While everything in this statement is accurate, it gives the uninitiated the impression that SMS or voice is no longer a valid MFA solution. I know this to be true because I have fielded some questions from clients and prospects on this subject, particularly about SMS. The key is that this is not SSL and early TLS where NIST called them out as insecure and to no longer be used. This is a “heads up” from NIST to everyone that there is an issue that makes SMS and voice not secure enough for MFA.
But while there is a risk, a lot of us in the security community question the viability of that risk when matched against merchant risk versus a bank or a government agency. While I would not want any bank or government agency to use SMS or voice for MFA, a small business may not have a choice given their solution. The reason is that the risk of an attack on SMS or voice is such that only a high-value target such as a bank or government agency would be worth such an effort. In my very humble opinion, while a total ban is the easy solution, this is an instance where the Council should take a more nuanced approach toward the use of SMS and voice for MFA. The bottom line to me is that small merchants using any MFA solution, even if flawed, is better than using no MFA solution.
I would recommend the following approach to manage this risk.
- Level 4 merchants can be allowed to use SMS or voice for MFA.
- Level 1, 2 and 3 merchants would be allowed to transition away from SMS and voice to a more secure MFA solution within one year of NIST stating that they are no longer acceptable.
- All service providers would not be allowed to use SMS or voice for MFA once NIST states that both are no longer acceptable. This means service providers should start transitioning now if they use either.
Those are my thoughts on the subject. I look forward to the comments I am sure to receive.
PCI Guru 
OK, understood. I use both RSA SecurID and Symantec VIP and neither will actually submit the token for me to the waiting login screen on my laptop. I have to manually type the token into the laptop just as I did for my SecurID hard token.
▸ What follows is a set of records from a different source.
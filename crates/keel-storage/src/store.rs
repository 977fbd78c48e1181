//! Append-only record store.
//!
//! A store is the file that holds the actual record bytes. Entries are
//! length-prefixed and packed back to back:
//!
//! ```text
//! ┌──────────────────┬───────────────────┐
//! │ Length (8 bytes) │ Record (N bytes)  │  ... repeated
//! └──────────────────┴───────────────────┘
//! ```
//!
//! The length prefix is big-endian. A record's *position* is the byte offset
//! of its length prefix; positions are handed out by [`Store::append`] and
//! later resolved through the segment index.
//!
//! Appends go through a write buffer, so a record is not visible to readers
//! (or durable) until the buffer is flushed. Every read flushes first, which
//! gives read-after-write consistency within the process.

use std::fs::File;
use std::io::{BufWriter, Write};
use std::os::unix::fs::FileExt;

use parking_lot::Mutex;

use crate::error::Result;

/// Width of the big-endian length prefix in front of every record.
pub(crate) const LEN_WIDTH: u64 = 8;

/// Append-only, length-prefixed record file.
///
/// A single mutex serializes appends, reads, and close so that a reader can
/// never observe a torn write. Stores of different segments are independent.
pub(crate) struct Store {
    inner: Mutex<Inner>,
}

struct Inner {
    writer: BufWriter<File>,
    size: u64,
}

impl Store {
    /// Wrap an opened store file. The current file size becomes the position
    /// of the next append, so reopening an existing file resumes where the
    /// previous process left off.
    pub(crate) fn new(file: File) -> Result<Self> {
        let size = file.metadata()?.len();
        Ok(Self {
            inner: Mutex::new(Inner {
                writer: BufWriter::new(file),
                size,
            }),
        })
    }

    /// Append one record payload. Returns the total bytes written (prefix
    /// plus payload) and the position the entry starts at.
    pub(crate) fn append(&self, payload: &[u8]) -> Result<(u64, u64)> {
        let mut inner = self.inner.lock();
        let position = inner.size;
        inner
            .writer
            .write_all(&(payload.len() as u64).to_be_bytes())?;
        inner.writer.write_all(payload)?;
        let written = LEN_WIDTH + payload.len() as u64;
        inner.size += written;
        Ok((written, position))
    }

    /// Read the record payload stored at `position`.
    pub(crate) fn read(&self, position: u64) -> Result<Vec<u8>> {
        let mut inner = self.inner.lock();
        inner.writer.flush()?;
        let file = inner.writer.get_ref();
        let mut len_buf = [0u8; LEN_WIDTH as usize];
        file.read_exact_at(&mut len_buf, position)?;
        let len = u64::from_be_bytes(len_buf);
        let mut payload = vec![0u8; len as usize];
        file.read_exact_at(&mut payload, position + LEN_WIDTH)?;
        Ok(payload)
    }

    /// Raw positional read of the underlying file, used for bulk export of
    /// the whole store. Flushes buffered appends first.
    pub(crate) fn read_at(&self, buf: &mut [u8], byte_offset: u64) -> Result<usize> {
        let mut inner = self.inner.lock();
        inner.writer.flush()?;
        Ok(inner.writer.get_ref().read_at(buf, byte_offset)?)
    }

    /// Current logical size, counting buffered but unflushed appends.
    pub(crate) fn size(&self) -> u64 {
        self.inner.lock().size
    }

    /// Flush buffered appends and sync the file to disk. The descriptor
    /// itself is released when the last handle drops.
    pub(crate) fn close(&self) -> Result<()> {
        let mut inner = self.inner.lock();
        inner.writer.flush()?;
        inner.writer.get_ref().sync_all()?;
        Ok(())
    }
}

#[cfg(test)]
mod tests {
    use super::*;
    use std::fs::OpenOptions;
    use tempfile::TempDir;

    fn open_store(dir: &TempDir) -> Store {
        let file = OpenOptions::new()
            .read(true)
            .create(true)
            .append(true)
            .open(dir.path().join("test.store"))
            .unwrap();
        Store::new(file).unwrap()
    }

    #[test]
    fn test_append_read() {
        let dir = TempDir::new().unwrap();
        let store = open_store(&dir);

        let payload = b"hello world";
        let (written, position) = store.append(payload).unwrap();
        assert_eq!(written, LEN_WIDTH + payload.len() as u64);
        assert_eq!(position, 0);

        let read_back = store.read(position).unwrap();
        assert_eq!(read_back, payload);

        // Positions advance by the full entry width.
        let (_, second) = store.append(payload).unwrap();
        assert_eq!(second, written);
        assert_eq!(store.read(second).unwrap(), payload);
    }

    #[test]
    fn test_read_at() {
        let dir = TempDir::new().unwrap();
        let store = open_store(&dir);

        let payload = b"abc";
        store.append(payload).unwrap();

        let mut len_buf = [0u8; LEN_WIDTH as usize];
        let n = store.read_at(&mut len_buf, 0).unwrap();
        assert_eq!(n, LEN_WIDTH as usize);
        assert_eq!(u64::from_be_bytes(len_buf), payload.len() as u64);

        let mut value = vec![0u8; payload.len()];
        store.read_at(&mut value, LEN_WIDTH).unwrap();
        assert_eq!(value, payload);
    }

    #[test]
    fn test_reopen_resumes_at_previous_size() {
        let dir = TempDir::new().unwrap();
        let path = dir.path().join("test.store");

        let open = || {
            OpenOptions::new()
                .read(true)
                .create(true)
                .append(true)
                .open(&path)
                .unwrap()
        };

        let store = Store::new(open()).unwrap();
        let (written, _) = store.append(b"persisted").unwrap();
        store.close().unwrap();

        let reopened = Store::new(open()).unwrap();
        assert_eq!(reopened.size(), written);
        assert_eq!(reopened.read(0).unwrap(), b"persisted");
    }
}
But that vendor I mentioned somehow transmits the token from the smartphone to the actual application with a push of the button and logs me in without having to type anything in the laptop.
As long as that process does not occur on the same device that is logging into the application/network, then you meet the requirement as defined by the Council in their latest MFA guidance.
This is the note that got my attention: “Transmission of a one-time password (OTP) to a smartphone has traditionally been considered an effective out-of-band method. However, if the same phone is then used to submit the OTP—for example, via a web browser—the effectiveness of the OTP as a secondary factor is effectively nullified.”
A very large security vendor showed us the commercial product they use for two-factor login. They use a real computer for credentials and then a token is sent to a phone. They click the button on the phone app and all of a sudden the laptop progresses to being in the app. That note seems aimed squarely at that and similar products.
Symantec VIP and RSA SecurID soft-token work that way. It is acceptable to use the smartphone as the token, you just cannot also logon on from that device. The Council wants to OOB token device and the device connecting to be separate.
This sounds the same as what the banks themselves have been doing since the early 00s, i.e. you try to reset your password and are given a code, a robot voice phones you and you tell the robot the code, and then the website automatically updates itself.
One thing to note about how the banks do it is that the login and token are in bounds but the token can only be submitted OOB. This is different to the more recent SMS solutions where you receive the token OOB but the submission is in bounds.
The council’s wording seems to be written to cover both solutions which creates some confusion.
Agreed. But the key is that either way, the process required separate devices.